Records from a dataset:

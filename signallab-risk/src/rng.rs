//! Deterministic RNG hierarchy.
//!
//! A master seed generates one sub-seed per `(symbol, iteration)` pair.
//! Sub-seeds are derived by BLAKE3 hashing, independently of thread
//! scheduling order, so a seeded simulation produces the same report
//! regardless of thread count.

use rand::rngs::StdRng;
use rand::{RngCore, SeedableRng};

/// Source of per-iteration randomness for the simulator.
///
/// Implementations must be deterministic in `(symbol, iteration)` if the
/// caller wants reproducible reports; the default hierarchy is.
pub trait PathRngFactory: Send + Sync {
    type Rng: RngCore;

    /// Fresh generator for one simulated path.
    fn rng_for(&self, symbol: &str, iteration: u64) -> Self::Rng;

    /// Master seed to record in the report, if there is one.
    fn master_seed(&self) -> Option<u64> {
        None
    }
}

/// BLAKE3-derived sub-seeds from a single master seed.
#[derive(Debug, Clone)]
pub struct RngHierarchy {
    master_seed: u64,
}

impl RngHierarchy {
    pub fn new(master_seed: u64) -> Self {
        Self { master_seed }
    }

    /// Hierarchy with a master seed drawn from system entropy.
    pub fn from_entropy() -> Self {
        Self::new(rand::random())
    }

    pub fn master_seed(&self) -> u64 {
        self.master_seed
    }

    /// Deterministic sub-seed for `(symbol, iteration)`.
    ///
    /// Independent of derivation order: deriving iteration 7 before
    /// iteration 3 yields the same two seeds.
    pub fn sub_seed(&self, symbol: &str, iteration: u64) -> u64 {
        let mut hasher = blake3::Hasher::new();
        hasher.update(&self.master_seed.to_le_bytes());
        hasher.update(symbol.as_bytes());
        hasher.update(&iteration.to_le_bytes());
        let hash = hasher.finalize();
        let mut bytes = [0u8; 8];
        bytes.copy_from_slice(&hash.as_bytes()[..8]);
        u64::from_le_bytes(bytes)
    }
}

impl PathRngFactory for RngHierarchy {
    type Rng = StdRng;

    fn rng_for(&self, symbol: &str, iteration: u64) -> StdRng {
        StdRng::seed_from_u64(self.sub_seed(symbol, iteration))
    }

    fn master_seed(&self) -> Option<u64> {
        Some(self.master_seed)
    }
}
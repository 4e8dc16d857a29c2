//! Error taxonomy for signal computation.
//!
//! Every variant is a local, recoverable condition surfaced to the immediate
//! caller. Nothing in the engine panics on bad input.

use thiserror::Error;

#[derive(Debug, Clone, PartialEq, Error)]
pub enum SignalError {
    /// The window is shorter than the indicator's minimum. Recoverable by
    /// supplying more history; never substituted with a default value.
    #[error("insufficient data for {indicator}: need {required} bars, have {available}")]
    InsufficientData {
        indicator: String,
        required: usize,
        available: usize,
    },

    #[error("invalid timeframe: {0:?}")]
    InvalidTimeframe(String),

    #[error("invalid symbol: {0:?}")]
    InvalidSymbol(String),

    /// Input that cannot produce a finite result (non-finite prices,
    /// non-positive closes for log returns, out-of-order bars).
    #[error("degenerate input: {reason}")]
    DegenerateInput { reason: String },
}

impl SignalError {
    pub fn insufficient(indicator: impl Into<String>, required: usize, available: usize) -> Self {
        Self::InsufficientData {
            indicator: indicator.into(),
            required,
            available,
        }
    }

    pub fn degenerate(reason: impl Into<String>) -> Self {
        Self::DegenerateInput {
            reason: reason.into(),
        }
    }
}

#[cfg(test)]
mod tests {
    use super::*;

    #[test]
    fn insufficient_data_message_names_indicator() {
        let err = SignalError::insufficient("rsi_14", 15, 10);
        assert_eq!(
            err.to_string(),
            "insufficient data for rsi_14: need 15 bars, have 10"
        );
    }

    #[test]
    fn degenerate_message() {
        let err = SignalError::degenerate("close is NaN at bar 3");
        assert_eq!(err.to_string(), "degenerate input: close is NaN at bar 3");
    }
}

EXERCISE PROMPT: Search the records above for "derived". Copy each line where it is found.

YOUR RESPONSE:
//! Sub-seeds are derived by BLAKE3 hashing, independently of thread
/// BLAKE3-derived sub-seeds from a single master seed.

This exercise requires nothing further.